Reprints confirmed, how would you like them?

14 posts / 0 new
Last post
Although I don't have the link, it seems that Aaron Forsythe has confirmed that they plan to reprint staples to keep prices on check. So our worst fear of having another Vintage or Legacy debacle has been dissipated. However, these arises new questions.

First, how much should a staple cost ideally? My take should be about $15 for shocklands and niche deck staples, $20-$25 for cards like Grove of the Burnwillows or Cryptic Command and $30 for top cards like Goyf and Bob, although I wonder how much the owners of this cards are willing to lose.
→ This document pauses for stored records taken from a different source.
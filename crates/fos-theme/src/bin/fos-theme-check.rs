//! fos-theme-check - load theme stylesheets and report problems
//!
//! Usage: fos-theme-check [--json] [--dump] FILE...

use std::path::{Path, PathBuf};
use std::process::ExitCode;

use anyhow::{Context, bail};
use fos_theme::{CssError, ImportResolver, StyleProvider};
use tracing_subscriber::EnvFilter;

/// Resolves `@import`s relative to the importing file
struct FileResolver;

impl ImportResolver for FileResolver {
    fn resolve(&self, base: Option<&str>, url: &str) -> Result<(String, String), String> {
        let url = url.strip_prefix("file://").unwrap_or(url);
        let path = match base.and_then(|base| Path::new(base).parent()) {
            Some(dir) => dir.join(url),
            None => PathBuf::from(url),
        };
        let path = path.canonicalize().map_err(|e| format!("{}: {e}", path.display()))?;
        let text = std::fs::read_to_string(&path).map_err(|e| format!("{}: {e}", path.display()))?;
        Ok((path.display().to_string(), text))
    }
}

struct Options {
    json: bool,
    dump: bool,
    files: Vec<PathBuf>,
}

fn parse_args() -> anyhow::Result<Options> {
    let mut options = Options {
        json: false,
        dump: false,
        files: Vec::new(),
    };

    for arg in std::env::args().skip(1) {
        match arg.as_str() {
            "--json" => options.json = true,
            "--dump" => options.dump = true,
            flag if flag.starts_with("--") => bail!("unknown option {flag}"),
            file => options.files.push(PathBuf::from(file)),
        }
    }

    if options.files.is_empty() {
        bail!("usage: fos-theme-check [--json] [--dump] FILE...");
    }
    Ok(options)
}

fn report(file: &Path, errors: &[CssError], json: bool) -> anyhow::Result<()> {
    if json {
        let report = serde_json::json!({
            "file": file.display().to_string(),
            "errors": errors,
        });
        println!("{}", serde_json::to_string(&report)?);
        return Ok(());
    }

    for error in errors {
        let level = if error.is_warning() { "warning" } else { "error" };
        eprintln!("{level}[{}]: {error}", error.kind.as_str());
    }
    Ok(())
}

/// Returns whether the file loaded without hard errors
fn check(file: &Path, options: &Options) -> anyhow::Result<bool> {
    let path = file
        .canonicalize()
        .with_context(|| format!("cannot open {}", file.display()))?;
    let text = std::fs::read_to_string(&path).with_context(|| format!("cannot read {}", path.display()))?;
    let name = path.display().to_string();

    let mut provider = StyleProvider::new();
    let ok = provider.load_named(&text, Some(&name), &FileResolver).is_ok();
    tracing::info!(file = %name, rulesets = provider.rulesets().len(), ok, "checked stylesheet");

    let errors = provider.take_errors();
    report(file, &errors, options.json)?;

    if options.dump {
        print!("{provider}");
    }
    Ok(ok)
}

fn main() -> anyhow::Result<ExitCode> {
    tracing_subscriber::fmt()
        .with_env_filter(EnvFilter::try_from_default_env().unwrap_or_else(|_| EnvFilter::new("warn")))
        .with_writer(std::io::stderr)
        .init();

    let options = parse_args()?;

    let mut failed = false;
    for file in &options.files {
        if !check(file, &options)? {
            failed = true;
        }
    }

    Ok(if failed { ExitCode::FAILURE } else { ExitCode::SUCCESS })
}
//! Source Sections
//!
//! Spans of stylesheet text, nested the way the document is: a value sits
//! inside a declaration, inside a ruleset, inside a document. Used for
//! diagnostics and debug output only.

use std::fmt;
use std::sync::{Arc, OnceLock};

use serde::{Serialize, Serializer};

/// What kind of construct a section covers
#[derive(Debug, Clone, Copy, PartialEq, Eq, Hash, Serialize)]
#[serde(rename_all = "kebab-case")]
pub enum SectionType {
    Document,
    Import,
    ColorDefinition,
    BindingSet,
    Ruleset,
    Selector,
    Declaration,
    Value,
    Keyframes,
}

/// A position in the source text.
///
/// Lines are counted from 0, positions are byte offsets from the start of
/// the line.
#[derive(Debug, Clone, Copy, Default, PartialEq, Eq, PartialOrd, Ord, Hash, Serialize)]
pub struct SourceLocation {
    pub line: usize,
    pub position: usize,
}

#[derive(Debug)]
struct SectionData {
    section_type: SectionType,
    file: Option<Arc<str>>,
    start: SourceLocation,
    end: OnceLock<SourceLocation>,
    parent: Option<CssSection>,
}

/// Shared handle to a section of a stylesheet
#[derive(Clone)]
pub struct CssSection(Arc<SectionData>);

impl CssSection {
    /// Open a section; its end stays unknown until [`CssSection::end`]
    pub fn new(
        section_type: SectionType,
        file: Option<Arc<str>>,
        start: SourceLocation,
        parent: Option<CssSection>,
    ) -> Self {
        Self(Arc::new(SectionData {
            section_type,
            file,
            start,
            end: OnceLock::new(),
            parent,
        }))
    }

    /// A section whose extent is already known
    pub fn closed(
        section_type: SectionType,
        file: Option<Arc<str>>,
        start: SourceLocation,
        end: SourceLocation,
        parent: Option<CssSection>,
    ) -> Self {
        let section = Self::new(section_type, file, start, parent);
        section.end(end);
        section
    }

    /// Record where the section ends. Only the first call has an effect.
    pub fn end(&self, location: SourceLocation) {
        let _ = self.0.end.set(location);
    }

    pub fn section_type(&self) -> SectionType {
        self.0.section_type
    }

    pub fn file(&self) -> Option<&str> {
        self.0.file.as_deref()
    }

    pub fn parent(&self) -> Option<&CssSection> {
        self.0.parent.as_ref()
    }

    pub fn start(&self) -> SourceLocation {
        self.0.start
    }

    /// End of the section, or its start while it is still open
    pub fn end_location(&self) -> SourceLocation {
        self.0.end.get().copied().unwrap_or(self.0.start)
    }

    pub fn start_line(&self) -> usize {
        self.0.start.line
    }

    pub fn start_position(&self) -> usize {
        self.0.start.position
    }

    pub fn end_line(&self) -> usize {
        self.end_location().line
    }

    pub fn end_position(&self) -> usize {
        self.end_location().position
    }

    /// Whether the section has been closed
    pub fn is_closed(&self) -> bool {
        self.0.end.get().is_some()
    }

    /// Outermost ancestor, normally the document section
    pub fn root(&self) -> &CssSection {
        let mut section = self;
        while let Some(parent) = section.parent() {
            section = parent;
        }
        section
    }

    /// Two handles referring to the very same section
    pub fn ptr_eq(&self, other: &CssSection) -> bool {
        Arc::ptr_eq(&self.0, &other.0)
    }
}

/// Sections compare by identity
impl PartialEq for CssSection {
    fn eq(&self, other: &Self) -> bool {
        self.ptr_eq(other)
    }
}

impl fmt::Display for CssSection {
    fn fmt(&self, f: &mut fmt::Formatter<'_>) -> fmt::Result {
        write!(
            f,
            "{}:{}:{}",
            self.file().unwrap_or("<data>"),
            self.start_line() + 1,
            self.start_position()
        )
    }
}

impl fmt::Debug for CssSection {
    fn fmt(&self, f: &mut fmt::Formatter<'_>) -> fmt::Result {
        f.debug_struct("CssSection")
            .field("type", &self.section_type())
            .field("file", &self.file())
            .field("start", &self.start())
            .field("end", &self.end_location())
            .finish()
    }
}

impl Serialize for CssSection {
    fn serialize<S: Serializer>(&self, serializer: S) -> Result<S::Ok, S::Error> {
        use serde::ser::SerializeStruct;

        let mut state = serializer.serialize_struct("CssSection", 6)?;
        state.serialize_field("type", &self.section_type())?;
        state.serialize_field("file", &self.file())?;
        state.serialize_field("start_line", &self.start_line())?;
        state.serialize_field("start_position", &self.start_position())?;
        state.serialize_field("end_line", &self.end_line())?;
        state.serialize_field("end_position", &self.end_position())?;
        state.end()
    }
}
//! Parse Errors
//!
//! Errors never abort a load. The parser records them in an [`ErrorSink`]
//! and carries on after resynchronising; the caller drains the sink once
//! the load is done.

use serde::Serialize;

use crate::section::CssSection;

/// Error category reported to the host
#[derive(Debug, Clone, Copy, PartialEq, Eq, Hash, Serialize)]
#[serde(rename_all = "SCREAMING_SNAKE_CASE")]
pub enum CssErrorKind {
    /// Malformed input, including out of range numbers
    Syntax,
    /// Unknown property, pseudo-class or at-rule
    Name,
    /// Unreadable or recursive import
    Import,
    /// Obsolete but accepted syntax
    Deprecated,
    /// Value that no property parser recognised
    UnknownValue,
}

impl CssErrorKind {
    pub fn as_str(self) -> &'static str {
        match self {
            Self::Syntax => "SYNTAX",
            Self::Name => "NAME",
            Self::Import => "IMPORT",
            Self::Deprecated => "DEPRECATED",
            Self::UnknownValue => "UNKNOWN_VALUE",
        }
    }
}

/// A diagnostic produced while parsing a stylesheet
#[derive(Debug, Clone, PartialEq, thiserror::Error, Serialize)]
#[error("{section}: {message}")]
pub struct CssError {
    pub kind: CssErrorKind,
    pub message: String,
    pub section: CssSection,
}

impl CssError {
    pub fn new(kind: CssErrorKind, message: impl Into<String>, section: CssSection) -> Self {
        Self {
            kind,
            message: message.into(),
            section,
        }
    }

    /// Deprecations are warnings; everything else is a hard error
    pub fn is_warning(&self) -> bool {
        self.kind == CssErrorKind::Deprecated
    }
}

/// Accumulates errors in the order they were reported
#[derive(Debug, Default, Clone)]
pub struct ErrorSink {
    errors: Vec<CssError>,
}

impl ErrorSink {
    pub fn new() -> Self {
        Self::default()
    }

    pub fn push(&mut self, error: CssError) {
        if error.is_warning() {
            tracing::warn!(section = %error.section, "theme parsing error: {}", error.message);
        } else {
            tracing::debug!(section = %error.section, kind = error.kind.as_str(), "{}", error.message);
        }
        self.errors.push(error);
    }

    pub fn extend(&mut self, errors: impl IntoIterator<Item = CssError>) {
        for error in errors {
            self.push(error);
        }
    }

    /// All recorded errors, warnings included
    pub fn errors(&self) -> &[CssError] {
        &self.errors
    }

    pub fn warnings(&self) -> impl Iterator<Item = &CssError> {
        self.errors.iter().filter(|e| e.is_warning())
    }

    pub fn hard_errors(&self) -> impl Iterator<Item = &CssError> {
        self.errors.iter().filter(|e| !e.is_warning())
    }

    pub fn first_hard_error(&self) -> Option<&CssError> {
        self.hard_errors().next()
    }

    pub fn is_empty(&self) -> bool {
        self.errors.is_empty()
    }

    pub fn len(&self) -> usize {
        self.errors.len()
    }

    pub fn clear(&mut self) {
        self.errors.clear();
    }

    /// Take every recorded error, leaving the sink empty
    pub fn drain(&mut self) -> Vec<CssError> {
        std::mem::take(&mut self.errors)
    }
}

#[cfg(test)]
mod tests {
    use super::*;
    use crate::section::{SectionType, SourceLocation};

    fn section() -> CssSection {
        CssSection::new(SectionType::Document, None, SourceLocation::default(), None)
    }

    #[test]
    fn test_sink_separates_warnings() {
        let mut sink = ErrorSink::new();
        sink.push(CssError::new(CssErrorKind::Deprecated, "old", section()));
        sink.push(CssError::new(CssErrorKind::Syntax, "bad", section()));
        sink.push(CssError::new(CssErrorKind::Name, "unknown", section()));

        assert_eq!(sink.len(), 3);
        assert_eq!(sink.warnings().count(), 1);
        assert_eq!(sink.hard_errors().count(), 2);
        assert_eq!(sink.first_hard_error().map(|e| e.message.as_str()), Some("bad"));

        let drained = sink.drain();
        assert_eq!(drained.len(), 3);
        assert!(sink.is_empty());
    }

    #[test]
    fn test_error_display() {
        let error = CssError::new(CssErrorKind::Syntax, "Expected semicolon", section());
        assert_eq!(error.to_string(), "<data>:1:0: Expected semicolon");
        assert_eq!(error.kind.as_str(), "SYNTAX");
    }
}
Second, which would be your preferred way of having these cards reprinted:

a) Singletons in special products (EDH, Duel decks, etc). An annoying waste of cardboard, and little effect on price.
b) Mythics of expansion sets. Not enough, especially if they also become Standard staples. Mythic Goyf may actually increase its price for two years before soaring again.
c) Regular rares of expansion sets. Now this may be too much. Shocklands are fit to be reprinted this way because they are the the basis of every deck, but on other staples it could drive the price under $15.
d) Promos. Foils are annoying, but assuming they weren't foil it would be a natural way to deliver the product to the spike crowd.
If Limited gets in the way of printing good Constructed cards... Screw limited
Utility stuff (lands, instants, common/uncommon other types) reprinted in core or block sets.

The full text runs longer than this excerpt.